• _Task details_
Please quote the material exactly, every line of it.

──────────────────────────────

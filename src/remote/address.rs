use std::str::FromStr;
use std::sync::LazyLock;

use derive_more::Display;
use regex::Regex;

use crate::Error;

static SHARE_ADDRESS: LazyLock<Regex> = LazyLock::new(|| {
    Regex::new(r"^//(?<server>[^/\s]+)/(?<share>[^/]+)(?<path>/.*)?$").expect("regex should be valid")
});

/// Address of an SMB/CIFS share: `//server/share[/sub/path]`.
#[derive(Debug, Clone, PartialEq, Eq, Display, serde::Serialize, serde::Deserialize)]
#[display("{address}")]
#[serde(try_from = "String", into = "String")]
pub struct ShareAddress {
    address: String,
    server_len: usize,
}

impl ShareAddress {
    /// Host name or IP of the file server.
    pub fn server(&self) -> &str {
        &self.address[2..2 + self.server_len]
    }

    pub fn as_str(&self) -> &str {
        &self.address
    }
}

impl FromStr for ShareAddress {
    type Err = Error;

    /// Accepts the Windows notation `\\server\share` as well.
    fn from_str(s: &str) -> Result<Self, Self::Err> {
        let normalized = s.trim().replace('\\', "/");
        let normalized = normalized.trim_end_matches('/');

        let captures = SHARE_ADDRESS.captures(normalized).ok_or_else(|| {
            Error::invalid_input(format!(
                "'{s}' is not a share address, expected //server/share"
            ))
        })?;
        let server_len = captures.name("server").map_or(0, |m| m.len());

        Ok(Self {
            address: normalized.to_string(),
            server_len,
        })
    }
}

impl TryFrom<String> for ShareAddress {
    type Error = Error;

    fn try_from(value: String) -> Result<Self, Self::Error> {
        value.parse()
    }
}

impl From<ShareAddress> for String {
    fn from(address: ShareAddress) -> Self {
        address.address
    }
}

──────────────────────────────

• _Expected output_
filename src/remote/address.rs
use std::str::FromStr;
use std::sync::LazyLock;

use derive_more::Display;
use regex::Regex;

use crate::Error;

static SHARE_ADDRESS: LazyLock<Regex> = LazyLock::new(|| {
    Regex::new(r"^//(?<server>[^/\s]+)/(?<share>[^/]+)(?<path>/.*)?$").expect("regex should be valid")
});

/// Address of an SMB/CIFS share: `//server/share[/sub/path]`.
#[derive(Debug, Clone, PartialEq, Eq, Display, serde::Serialize, serde::Deserialize)]
#[display("{address}")]
#[serde(try_from = "String", into = "String")]
pub struct ShareAddress {
    address: String,
    server_len: usize,
}

impl ShareAddress {
    /// Host name or IP of the file server.
    pub fn server(&self) -> &str {
        &self.address[2..2 + self.server_len]
    }

    pub fn as_str(&self) -> &str {
        &self.address
    }
}

impl FromStr for ShareAddress {
    type Err = Error;

    /// Accepts the Windows notation `\\server\share` as well.
    fn from_str(s: &str) -> Result<Self, Self::Err> {
        let normalized = s.trim().replace('\\', "/");
        let normalized = normalized.trim_end_matches('/');

        let captures = SHARE_ADDRESS.captures(normalized).ok_or_else(|| {
            Error::invalid_input(format!(
                "'{s}' is not a share address, expected //server/share"
            ))
        })?;
        let server_len = captures.name("server").map_or(0, |m| m.len());

        Ok(Self {
            address: normalized.to_string(),
            server_len,
        })
    }
}

impl TryFrom<String> for ShareAddress {
    type Error = Error;

    fn try_from(value: String) -> Result<Self, Self::Error> {
        value.parse()
    }
}

impl From<ShareAddress> for String {
    fn from(address: ShareAddress) -> Self {
        address.address
    }
}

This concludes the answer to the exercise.